- _DATASET EXTRACT_:
=== Section Start ===
//-
// Copyright (c) 2026, Jason Lingle
//
// This file is part of Duomail.
//
// Duomail is free software: you can  redistribute it and/or modify it under the
// terms of  the GNU General Public  License as published by  the Free Software
// Foundation, either version  3 of the License, or (at  your option) any later
// version.
//
// Duomail is distributed  in the hope that  it will be useful,  but WITHOUT ANY
// WARRANTY; without  even the implied  warranty of MERCHANTABILITY  or FITNESS
// FOR  A PARTICULAR  PURPOSE.  See the  GNU General  Public  License for  more
// details.
//
// You should have received a copy of the GNU General Public License along with
// Duomail. If not, see <http://www.gnu.org/licenses/>.

pub mod error;
pub mod file_ops;
pub mod line_reader;
pub mod log_prefix;
pub mod response_writer;
pub mod safe_name;
pub mod sysexits;
pub mod system_config;
pub mod tokenise;
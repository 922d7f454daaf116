//-
// Copyright (c) 2026, Jason Lingle
//
// This file is part of Duomail.
//
// Duomail is free software: you can  redistribute it and/or modify it under the
// terms of  the GNU General Public  License as published by  the Free Software
// Foundation, either version  3 of the License, or (at  your option) any later
// version.
//
// Duomail is distributed  in the hope that  it will be useful,  but WITHOUT ANY
// WARRANTY; without  even the implied  warranty of MERCHANTABILITY  or FITNESS
// FOR  A PARTICULAR  PURPOSE.  See the  GNU General  Public  License for  more
// details.
//
// You should have received a copy of the GNU General Public License along with
// Duomail. If not, see <http://www.gnu.org/licenses/>.

use std::io::{self, Write};

/// Writes replies to the client.
///
/// Every complete reply is flushed as soon as it is written. Multi-line
/// replies are dot-stuffed and terminated by a line containing only `.`.
pub struct ResponseWriter {
    write: Box<dyn Write>,
}

impl ResponseWriter {
    pub fn new(write: Box<dyn Write>) -> Self {
        ResponseWriter { write }
    }

    /// Write a single-line reply.
    pub fn line(&mut self, text: &str) -> io::Result<()> {
        self.write.write_all(text.as_bytes())?;
        self.write.write_all(b"\r\n")?;
        self.write.flush()
    }

    /// Write a complete multi-line reply whose body is `body`.
    pub fn multi_line<'a>(
        &mut self,
        first: &str,
        body: impl IntoIterator<Item = &'a str>,
    ) -> io::Result<()> {
        let mut block = self.begin_block(first)?;
        for line in body {
            block.line(line)?;
        }
        block.finish()
    }

    /// Start a multi-line reply whose body is produced incrementally.
    ///
    /// Nothing is flushed until the returned `Block` is finished.
    pub fn begin_block(&mut self, first: &str) -> io::Result<Block<'_>> {
        self.write.write_all(first.as_bytes())?;
        self.write.write_all(b"\r\n")?;
        Ok(Block {
            write: &mut self.write,
        })
    }
}

/// The body of a multi-line reply in progress.
pub struct Block<'a> {
    write: &'a mut Box<dyn Write>,
}

impl Block<'_> {
    pub fn line(&mut self, line: &str) -> io::Result<()> {
        if line.starts_with('.') {
            self.write.write_all(b".")?;
        }
        self.write.write_all(line.as_bytes())?;
        self.write.write_all(b"\r\n")
    }

    pub fn finish(self) -> io::Result<()> {
        self.write.write_all(b".\r\n")?;
        self.write.flush()
    }
}

#[cfg(test)]
mod test {
    use std::cell::RefCell;
    use std::rc::Rc;

    use super::*;

    #[derive(Clone, Default)]
    struct Capture(Rc<RefCell<Vec<u8>>>);

    impl Write for Capture {
        fn write(&mut self, buf: &[u8]) -> io::Result<usize> {
            self.0.borrow_mut().write(buf)
        }

        fn flush(&mut self) -> io::Result<()> {
            Ok(())
        }
    }

    impl Capture {
        fn text(&self) -> String {
            String::from_utf8(self.0.borrow().clone()).unwrap()
        }
    }

    #[test]
    fn single_line() {
        let capture = Capture::default();
        let mut w = ResponseWriter::new(Box::new(capture.clone()));
        w.line("+OK POP3 server ready").unwrap();
        w.line("250 OK").unwrap();
        assert_eq!("+OK POP3 server ready\r\n250 OK\r\n", capture.text());
    }

    #[test]
    fn multi_line_is_dot_stuffed() {
        let capture = Capture::default();
        let mut w = ResponseWriter::new(Box::new(capture.clone()));
        w.multi_line("+OK 12 bytes", vec!["Subject: hi", "", ".", "..x"])
            .unwrap();
        assert_eq!(
            "+OK 12 bytes\r\nSubject: hi\r\n\r\n..\r\n...x\r\n.\r\n",
            capture.text()
        );
    }

    #[test]
    fn empty_multi_line() {
        let capture = Capture::default();
        let mut w = ResponseWriter::new(Box::new(capture.clone()));
        w.multi_line("+OK 0 messages (0 bytes)", Vec::new()).unwrap();
        assert_eq!("+OK 0 messages (0 bytes)\r\n.\r\n", capture.text());
    }
}
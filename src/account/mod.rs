//-
// Copyright (c) 2026, Jason Lingle
//
// This file is part of Duomail.
//
// Duomail is free software: you can  redistribute it and/or modify it under the
// terms of  the GNU General Public  License as published by  the Free Software
// Foundation, either version  3 of the License, or (at  your option) any later
// version.
//
// Duomail is distributed  in the hope that  it will be useful,  but WITHOUT ANY
// WARRANTY; without  even the implied  warranty of MERCHANTABILITY  or FITNESS
// FOR  A PARTICULAR  PURPOSE.  See the  GNU General  Public  License for  more
// details.
//
// You should have received a copy of the GNU General Public License along with
// Duomail. If not, see <http://www.gnu.org/licenses/>.

//! The users directory and the on-disk mailboxes.
//!
//! None of this knows anything about the protocols; the POP3 server reads
//! and purges mailboxes, and the SMTP server delivers into them.

pub mod delivery;
pub mod directory;
pub mod mailbox;
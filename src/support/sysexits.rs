//-
// Copyright (c) 2026, Jason Lingle
//
// This file is part of Duomail.
//
// Duomail is free software: you can  redistribute it and/or modify it under the
// terms of  the GNU General Public  License as published by  the Free Software
// Foundation, either version  3 of the License, or (at  your option) any later
// version.
//
// Duomail is distributed  in the hope that  it will be useful,  but WITHOUT ANY
// WARRANTY; without  even the implied  warranty of MERCHANTABILITY  or FITNESS
// FOR  A PARTICULAR  PURPOSE.  See the  GNU General  Public  License for  more
// details.
//
// You should have received a copy of the GNU General Public License along with
// Duomail. If not, see <http://www.gnu.org/licenses/>.

//! Exit codes from `sysexits.h` used when the daemon cannot start.

#[derive(Clone, Copy, PartialEq, Eq, Debug)]
pub struct Sysexit(pub i32);

pub const EX_USAGE: Sysexit = Sysexit(64);
pub const EX_OSERR: Sysexit = Sysexit(71);
pub const EX_IOERR: Sysexit = Sysexit(74);
pub const EX_CONFIG: Sysexit = Sysexit(78);

impl Sysexit {
    pub fn exit(self) -> ! {
        std::process::exit(self.0)
    }
}
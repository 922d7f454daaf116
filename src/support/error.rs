//-
// Copyright (c) 2026, Jason Lingle
//
// This file is part of Duomail.
//
// Duomail is free software: you can  redistribute it and/or modify it under the
// terms of  the GNU General Public  License as published by  the Free Software
// Foundation, either version  3 of the License, or (at  your option) any later
// version.
//
// Duomail is distributed  in the hope that  it will be useful,  but WITHOUT ANY
// WARRANTY; without  even the implied  warranty of MERCHANTABILITY  or FITNESS
// FOR  A PARTICULAR  PURPOSE.  See the  GNU General  Public  License for  more
// details.
//
// You should have received a copy of the GNU General Public License along with
// Duomail. If not, see <http://www.gnu.org/licenses/>.

use std::io;

use thiserror::Error;

#[derive(Error, Debug)]
pub enum Error {
    #[error("No such user")]
    NxUser,
    #[error("Bad user name or password")]
    BadCredentials,
    #[error("No such message")]
    NxMessage,
    #[error("Command line too long")]
    LineTooLong,
    #[error(transparent)]
    Io(#[from] io::Error),
}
=== Section End ===
- _WHAT THE TASK REQUIRES_: Copy out each entry exactly, leaving nothing out.

- _YOUR SOLUTION_:
//-
// Copyright (c) 2026, Jason Lingle
//
// This file is part of Duomail.
//
// Duomail is free software: you can  redistribute it and/or modify it under the
// terms of  the GNU General Public  License as published by  the Free Software
// Foundation, either version  3 of the License, or (at  your option) any later
// version.
//
// Duomail is distributed  in the hope that  it will be useful,  but WITHOUT ANY
// WARRANTY; without  even the implied  warranty of MERCHANTABILITY  or FITNESS
// FOR  A PARTICULAR  PURPOSE.  See the  GNU General  Public  License for  more
// details.
//
// You should have received a copy of the GNU General Public License along with
// Duomail. If not, see <http://www.gnu.org/licenses/>.

pub mod error;
pub mod file_ops;
pub mod line_reader;
pub mod log_prefix;
pub mod response_writer;
pub mod safe_name;
pub mod sysexits;
pub mod system_config;
pub mod tokenise;
repository 922d7f454daaf116
//-
// Copyright (c) 2026, Jason Lingle
//
// This file is part of Duomail.
//
// Duomail is free software: you can  redistribute it and/or modify it under the
// terms of  the GNU General Public  License as published by  the Free Software
// Foundation, either version  3 of the License, or (at  your option) any later
// version.
//
// Duomail is distributed  in the hope that  it will be useful,  but WITHOUT ANY
// WARRANTY; without  even the implied  warranty of MERCHANTABILITY  or FITNESS
// FOR  A PARTICULAR  PURPOSE.  See the  GNU General  Public  License for  more
// details.
//
// You should have received a copy of the GNU General Public License along with
// Duomail. If not, see <http://www.gnu.org/licenses/>.

use std::io::{self, Write};

/// Writes replies to the client.
///
/// Every complete reply is flushed as soon as it is written. Multi-line
/// replies are dot-stuffed and terminated by a line containing only `.`.
pub struct ResponseWriter {
    write: Box<dyn Write>,
}

impl ResponseWriter {
    pub fn new(write: Box<dyn Write>) -> Self {
        ResponseWriter { write }
    }

    /// Write a single-line reply.
    pub fn line(&mut self, text: &str) -> io::Result<()> {
        self.write.write_all(text.as_bytes())?;
        self.write.write_all(b"\r\n")?;
        self.write.flush()
    }

    /// Write a complete multi-line reply whose body is `body`.
    pub fn multi_line<'a>(
        &mut self,
        first: &str,
        body: impl IntoIterator<Item = &'a str>,
    ) -> io::Result<()> {
        let mut block = self.begin_block(first)?;
        for line in body {
            block.line(line)?;
        }
        block.finish()
    }

    /// Start a multi-line reply whose body is produced incrementally.
    ///
    /// Nothing is flushed until the returned `Block` is finished.
    pub fn begin_block(&mut self, first: &str) -> io::Result<Block<'_>> {
        self.write.write_all(first.as_bytes())?;
        self.write.write_all(b"\r\n")?;
        Ok(Block {
            write: &mut self.write,
        })
    }
}

/// The body of a multi-line reply in progress.
pub struct Block<'a> {
    write: &'a mut Box<dyn Write>,
}

impl Block<'_> {
    pub fn line(&mut self, line: &str) -> io::Result<()> {
        if line.starts_with('.') {
            self.write.write_all(b".")?;
        }
        self.write.write_all(line.as_bytes())?;
        self.write.write_all(b"\r\n")
    }

    pub fn finish(self) -> io::Result<()> {
        self.write.write_all(b".\r\n")?;
        self.write.flush()
    }
}

#[cfg(test)]
mod test {
    use std::cell::RefCell;
    use std::rc::Rc;

    use super::*;

    #[derive(Clone, Default)]
    struct Capture(Rc<RefCell<Vec<u8>>>);

    impl Write for Capture {
        fn write(&mut self, buf: &[u8]) -> io::Result<usize> {
            self.0.borrow_mut().write(buf)
        }

        fn flush(&mut self) -> io::Result<()> {
            Ok(())
        }
    }

    impl Capture {
        fn text(&self) -> String {
            String::from_utf8(self.0.borrow().clone()).unwrap()
        }
    }

    #[test]
    fn single_line() {
        let capture = Capture::default();
        let mut w = ResponseWriter::new(Box::new(capture.clone()));
        w.line("+OK POP3 server ready").unwrap();
        w.line("250 OK").unwrap();
        assert_eq!("+OK POP3 server ready\r\n250 OK\r\n", capture.text());
    }

    #[test]
    fn multi_line_is_dot_stuffed() {
        let capture = Capture::default();
        let mut w = ResponseWriter::new(Box::new(capture.clone()));
        w.multi_line("+OK 12 bytes", vec!["Subject: hi", "", ".", "..x"])
            .unwrap();
        assert_eq!(
            "+OK 12 bytes\r\nSubject: hi\r\n\r\n..\r\n...x\r\n.\r\n",
            capture.text()
        );
    }

    #[test]
    fn empty_multi_line() {
        let capture = Capture::default();
        let mut w = ResponseWriter::new(Box::new(capture.clone()));
        w.multi_line("+OK 0 messages (0 bytes)", Vec::new()).unwrap();
        assert_eq!("+OK 0 messages (0 bytes)\r\n.\r\n", capture.text());
    }
}
filename src/account/mod.rs
//-
// Copyright (c) 2026, Jason Lingle
//
// This file is part of Duomail.
//
// Duomail is free software: you can  redistribute it and/or modify it under the
// terms of  the GNU General Public  License as published by  the Free Software
// Foundation, either version  3 of the License, or (at  your option) any later
// version.
//
// Duomail is distributed  in the hope that  it will be useful,  but WITHOUT ANY
// WARRANTY; without  even the implied  warranty of MERCHANTABILITY  or FITNESS
// FOR  A PARTICULAR  PURPOSE.  See the  GNU General  Public  License for  more
// details.
//
// You should have received a copy of the GNU General Public License along with
// Duomail. If not, see <http://www.gnu.org/licenses/>.

//! The users directory and the on-disk mailboxes.
//!
//! None of this knows anything about the protocols; the POP3 server reads
//! and purges mailboxes, and the SMTP server delivers into them.

pub mod delivery;
pub mod directory;
pub mod mailbox;
filename src/support/sysexits.rs
//-
// Copyright (c) 2026, Jason Lingle
//
// This file is part of Duomail.
//
// Duomail is free software: you can  redistribute it and/or modify it under the
// terms of  the GNU General Public  License as published by  the Free Software
// Foundation, either version  3 of the License, or (at  your option) any later
// version.
//
// Duomail is distributed  in the hope that  it will be useful,  but WITHOUT ANY
// WARRANTY; without  even the implied  warranty of MERCHANTABILITY  or FITNESS
// FOR  A PARTICULAR  PURPOSE.  See the  GNU General  Public  License for  more
// details.
//
// You should have received a copy of the GNU General Public License along with
// Duomail. If not, see <http://www.gnu.org/licenses/>.

//! Exit codes from `sysexits.h` used when the daemon cannot start.

#[derive(Clone, Copy, PartialEq, Eq, Debug)]
pub struct Sysexit(pub i32);

pub const EX_USAGE: Sysexit = Sysexit(64);
pub const EX_OSERR: Sysexit = Sysexit(71);
pub const EX_IOERR: Sysexit = Sysexit(74);
pub const EX_CONFIG: Sysexit = Sysexit(78);

impl Sysexit {
    pub fn exit(self) -> ! {
        std::process::exit(self.0)
    }
}
repository 922d7f454daaf116
filename src/support/error.rs
//-
// Copyright (c) 2026, Jason Lingle
//
// This file is part of Duomail.
//
// Duomail is free software: you can  redistribute it and/or modify it under the
// terms of  the GNU General Public  License as published by  the Free Software
// Foundation, either version  3 of the License, or (at  your option) any later
// version.
//
// Duomail is distributed  in the hope that  it will be useful,  but WITHOUT ANY
// WARRANTY; without  even the implied  warranty of MERCHANTABILITY  or FITNESS
// FOR  A PARTICULAR  PURPOSE.  See the  GNU General  Public  License for  more
// details.
//
// You should have received a copy of the GNU General Public License along with
// Duomail. If not, see <http://www.gnu.org/licenses/>.

use std::io;

use thiserror::Error;

#[derive(Error, Debug)]
pub enum Error {
    #[error("No such user")]
    NxUser,
    #[error("Bad user name or password")]
    BadCredentials,
    #[error("No such message")]
    NxMessage,
    #[error("Command line too long")]
    LineTooLong,
    #[error(transparent)]
    Io(#[from] io::Error),
}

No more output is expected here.